December 13, 2006 at 09:14 PM · Indeed, depending on how you define it, trance is the right word. If you mean (as I think of it) an altered stated of ATTENTION (NOT an altered state of consciousness), then it makes sense. Your attention is shifted, and there may be natural facial expressions and gestures that rise out of the total involvement in the moment of performing. However, what I was trying to say that if it takes so much concentrated effort to practice and play precisely what you have practiced a thousand times and had intense lessons on, then can't you apply the same preparation to your stage presence? In fact, I don't really see how you can play without making some sort of faces, unless you've literally worked at it and practiced your stage presence. There is no question that Heifetz did that. He was meticulous in everything, not just the playing. According to what I've read, he even mixed cocktails for his houseguests by applying the same careful attention to detail and getting everything as "right" as possible. It stands to reason that he would not have ignored his stage presence, including facial expressions. Yet even with that, you can see on the videos of him that there are subtle changes in his expression at points in the performance. It's as if there is some sort of spontaneous emotional reaction that is trying to get out, but is kept in check. I think he really channeled it all in the music.
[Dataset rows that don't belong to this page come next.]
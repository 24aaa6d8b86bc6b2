//! Read models handed to clients: a conversation seen by one participant.

use super::{Conversation, Message, UserId, UserSummary};
use serde::{Deserialize, Serialize};

/// A conversation populated with participant display data, its latest
/// message, and the viewer's unread count.
#[derive(Debug, Clone, PartialEq, Eq, Serialize, Deserialize)]
pub struct ConversationView {
    /// The participant this view was built for.
    pub viewer: UserId,
    /// Conversation summary state.
    pub conversation: Conversation,
    /// Display data for both participants, in canonical pair order. A
    /// participant the directory no longer knows is omitted.
    pub participants: Vec<UserSummary>,
    /// The most recent message, when one has been sent.
    pub last_message: Option<Message>,
    /// Messages from the other participant that the viewer has not read.
    pub unread_count: u64,
}

impl ConversationView {
    /// Returns the display data of the participant who is not the viewer.
    #[must_use]
    pub fn counterpart(&self) -> Option<&UserSummary> {
        self.participants.iter().find(|user| user.id != self.viewer)
    }
}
I don't know about his playing "cold," but it is certainly passionate and vibrant. I believe he was one of those people who channeled much of his human emotion into his violin playing rather than into his relationships. On the other hand, as a psychologist, I shouldn't really be coming to conclusions on anybody I've never interviewed, and I never interviewed Heifetz (although I saw him play once).

Anyway, a real interesting discussion by everyone.

Cordially, Sandy

PS. Getting back to the subject of this discussion, I have not yet heard (or seen) the Haslop Grieg, but I still like the old Kreisler/Rachmaninoff performance.

December 13, 2006 at 09:24 PM · that is interesting. don't psychologists find behavior observation more powerful and reliable than an verbal interview? what if heifeitz pulls a i-don't-hear-anything on you?:)

December 13, 2006 at 09:34 PM · Hi Al: Yeah, what you say makes sense. But what I was referring to is the legal constraint on licensed clinical psychologists (which is what I am) and psychiatrists, that you can't "diagnose" anyone (in terms of most state mental health codes and laws), especially if you're going to recommend some kind of decision about them (like hospitalization), unless you have interviewed them IN PERSON. It makes you wonder about all these professionals who perform psychohistory on all of these famous people (living or deceased). Even Freud did it; he psychoanalyzed Michaelangelo from the historical record. (Naughty naughty, Sigmund.)

:) Sandy

December 13, 2006 at 10:23 PM · yes indeed. in golf, as you probably know of, psychologists are a big thing, especially when tiger woods came out and started to win everything in sight. people just started to wilt at the sight of him and all the top guys started to see sports psychologists. not mechanical problems, but mental blocks.

with all the pressure musicians face, i bet there is also a need. probably still a stigma to be kept in closet though.